Brytyjskie konsorcjum planuje wysłać na księżyc robota. Lunar Mission One ma wystartować za 10 lat. Na razie poszukiwani są sponsorzy, którzy pomogą zebrać pół miliarda funtów.

Każdy, kto pomoże w finansowaniu misji będzie mógł wystrzelić w kosmos na pokładzie sondy swoje fotografie, kopie elektronicznych listów i  próbkę DNA. Po wylądowaniu, brytyjski robot wywierci w  powierzchni Księżyca otwór o głębokość 100 metrów. Następnie pobierze stamtąd próbki minerałów i postawi kasetę z danymi.
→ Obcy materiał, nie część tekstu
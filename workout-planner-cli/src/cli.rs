// workout-planner-cli/src/cli.rs
use clap::{value_parser, Command, CommandFactory, Parser, Subcommand};
use clap_complete::Shell;

#[derive(Parser, Debug)]
#[command(author, version, about = "Plan a workout: add, edit, delete and reorder exercises", long_about = None)]
#[command(propagate_version = true)]
pub struct Cli {
    /// Print debug logs to stderr (overrides RUST_LOG)
    #[arg(long, global = true)]
    pub debug: bool,

    #[command(subcommand)]
    pub command: Commands,
}

#[derive(Subcommand, Debug)]
pub enum Commands {
    /// Add an exercise to the end of the plan
    Add {
        /// Name of the exercise (e.g., "Squat")
        #[arg(short, long)]
        name: String,
        /// Number of sets
        #[arg(short, long, value_parser = value_parser!(u32).range(1..))]
        sets: u32,
        /// Repetitions per set
        #[arg(short, long, value_parser = value_parser!(u32).range(1..))]
        reps: u32,
        /// Duration in seconds (optional)
        #[arg(short, long, value_parser = value_parser!(u32).range(1..))]
        duration: Option<u32>,
    },
    /// List the exercises in plan order
    List {
        /// Write CSV to stdout instead of a table
        #[arg(long)]
        export_csv: bool,
    },
    /// Edit an exercise in place (keeps its position)
    Edit {
        /// ID or name of the exercise
        identifier: String,
        /// New name
        #[arg(short, long)]
        name: Option<String>,
        /// New number of sets
        #[arg(short, long, value_parser = value_parser!(u32).range(1..))]
        sets: Option<u32>,
        /// New repetitions per set
        #[arg(short, long, value_parser = value_parser!(u32).range(1..))]
        reps: Option<u32>,
        /// New duration in seconds
        #[arg(short, long, value_parser = value_parser!(u32).range(1..), conflicts_with = "clear_duration")]
        duration: Option<u32>,
        /// Remove the duration
        #[arg(long)]
        clear_duration: bool,
    },
    /// Delete one or more exercises
    Delete {
        /// IDs or names of the exercises
        #[arg(required = true, num_args = 1..)]
        identifiers: Vec<String>,
    },
    /// Move the exercise at one position to another (positions as shown by `list`)
    Move {
        #[arg(value_parser = value_parser!(u64).range(1..))]
        from: u64,
        #[arg(value_parser = value_parser!(u64).range(1..))]
        to: u64,
    },
    /// Show the config file and exercise slot locations
    Path,
    /// Set the color of table headers (e.g., "Blue", "DarkCyan")
    SetHeaderColor { color: String },
    /// Generate shell completion script
    GenerateCompletion {
        #[arg(value_enum)]
        shell: Shell,
    },
}

pub fn parse_args() -> Cli {
    Cli::parse()
}

pub fn build_cli_command() -> Command {
    Cli::command()
}
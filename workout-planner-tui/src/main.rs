// workout-planner-tui/src/main.rs
use anyhow::{Context, Result};
use crossterm::{
    event::{self, Event, KeyEventKind},
    execute,
    terminal::{disable_raw_mode, enable_raw_mode, EnterAlternateScreen, LeaveAlternateScreen},
};
use ratatui::{
    backend::{Backend, CrosstermBackend},
    Terminal,
};
use std::fs::File;
use std::path::Path;
use std::sync::Mutex;
use std::{io, time::Duration};
use tracing_subscriber::{fmt, prelude::*, EnvFilter};
use workout_planner_lib::AppService;

mod app;
mod ui;

use crate::app::App;

const LOG_FILE_NAME: &str = "wp-tui.log";

// The terminal belongs to the UI, so logs go to a file next to the config
fn init_tracing(config_path: &Path) -> Result<()> {
    let log_path = config_path.with_file_name(LOG_FILE_NAME);
    let log_file = File::create(&log_path)
        .with_context(|| format!("Failed to create log file {log_path:?}"))?;
    let filter =
        EnvFilter::try_from_default_env().unwrap_or_else(|_| EnvFilter::new("warn"));

    tracing_subscriber::registry()
        .with(
            fmt::layer()
                .with_ansi(false)
                .with_target(false)
                .with_writer(Mutex::new(log_file)),
        )
        .with(filter)
        .init();
    Ok(())
}

fn main() -> Result<()> {
    let app_service =
        AppService::initialize().context("Failed to initialize application service")?;
    init_tracing(app_service.get_config_path())?;
    tracing::info!(slot = %app_service.slot_path().display(), "Starting TUI");

    enable_raw_mode()?;
    let mut stdout = io::stdout();
    execute!(stdout, EnterAlternateScreen)?;
    let backend = CrosstermBackend::new(stdout);
    let mut terminal = Terminal::new(backend)?;

    let mut app = App::new(app_service);
    let res = run_app(&mut terminal, &mut app);
    app.shutdown();

    disable_raw_mode()?;
    execute!(terminal.backend_mut(), LeaveAlternateScreen)?;
    terminal.show_cursor()?;

    if let Err(err) = res {
        tracing::error!(error = ?err, "TUI exited with an error");
        eprintln!("Error: {err:?}");
    }

    Ok(())
}

fn run_app<B: Backend>(terminal: &mut Terminal<B>, app: &mut App) -> Result<()> {
    loop {
        app.clear_expired_error();

        if app.take_redraw() {
            terminal.draw(|f| ui::render_ui(f, app))?;
        }

        if event::poll(Duration::from_millis(250))? {
            match event::read()? {
                Event::Key(key) if key.kind == KeyEventKind::Press => {
                    app.handle_key_event(key)?;
                }
                Event::Resize(_, _) => app.mark_dirty(),
                _ => {}
            }
        }

        if app.should_quit {
            return Ok(());
        }
    }
}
Dokładny cennik uczestnictwa w projekcie jest już znany - na przykład za plik z krótkim filmem wideo trzeba będzie zapłacić 200 funtów. Jeśli chcemy, by w "kapsule czasu" znalazł się nasz włos, wystarczy przeznaczyć na projekt jedną czwartą tej kwoty.

Wstępna faza przygotowań do misji pochłonie ok. 500 tys. funtów. Głównym celem misji na południowy biegun Księżyca będzie ustalenie, czy w przyszłości możliwe będzie założenie tam bazy kosmicznej, w której mogliby przebywać ludzie.